══ Exercise input ══

mod cmd;
mod exit;
mod logging;
mod output;

use clap::Parser;

use crate::cmd::Command;
use crate::logging::{init_logging, LogFormat, LogLevel};
use crate::output::OutputFormat;

#[derive(Parser, Debug)]
#[command(
    name = "framelink",
    version,
    about = "Framed request/response over TCP and Unix sockets"
)]
struct Cli {
    /// Output format.
    #[arg(long, value_name = "FORMAT", global = true)]
    format: Option<OutputFormat>,

    /// Log output format (stderr).
    #[arg(
        long,
        value_name = "FORMAT",
        env = "FRAMELINK_LOG_FORMAT",
        default_value = "text",
        global = true
    )]
    log_format: LogFormat,

    /// Minimum log level (stderr).
    #[arg(
        long,
        value_name = "LEVEL",
        env = "FRAMELINK_LOG_LEVEL",
        default_value = "info",
        global = true
    )]
    log_level: LogLevel,

    #[command(subcommand)]
    command: Command,
}

fn main() {
    let cli = Cli::parse();
    init_logging(cli.log_format, cli.log_level);

    let format = cli.format.unwrap_or_else(OutputFormat::default_for_stdout);
    let result = cmd::run(cli.command, format);

    match result {
        Ok(code) => std::process::exit(code),
        Err(err) => {
            eprintln!("error: {err}");
            std::process::exit(err.code);
        }
    }
}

═══

What is required » Using the exact wording, repeat all the entries.

Result of this task »
mod cmd;
mod exit;
mod logging;
mod output;

use clap::Parser;

use crate::cmd::Command;
use crate::logging::{init_logging, LogFormat, LogLevel};
use crate::output::OutputFormat;

#[derive(Parser, Debug)]
#[command(
    name = "framelink",
    version,
    about = "Framed request/response over TCP and Unix sockets"
)]
struct Cli {
    /// Output format.
    #[arg(long, value_name = "FORMAT", global = true)]
    format: Option<OutputFormat>,

    /// Log output format (stderr).
    #[arg(
        long,
        value_name = "FORMAT",
        env = "FRAMELINK_LOG_FORMAT",
        default_value = "text",
        global = true
    )]
    log_format: LogFormat,

    /// Minimum log level (stderr).
    #[arg(
        long,
        value_name = "LEVEL",
        env = "FRAMELINK_LOG_LEVEL",
        default_value = "info",
        global = true
    )]
    log_level: LogLevel,

    #[command(subcommand)]
    command: Command,
}

fn main() {
    let cli = Cli::parse();
    init_logging(cli.log_format, cli.log_level);

    let format = cli.format.unwrap_or_else(OutputFormat::default_for_stdout);
    let result = cmd::run(cli.command, format);

    match result {
        Ok(code) => std::process::exit(code),
        Err(err) => {
            eprintln!("error: {err}");
            std::process::exit(err.code);
        }
    }
}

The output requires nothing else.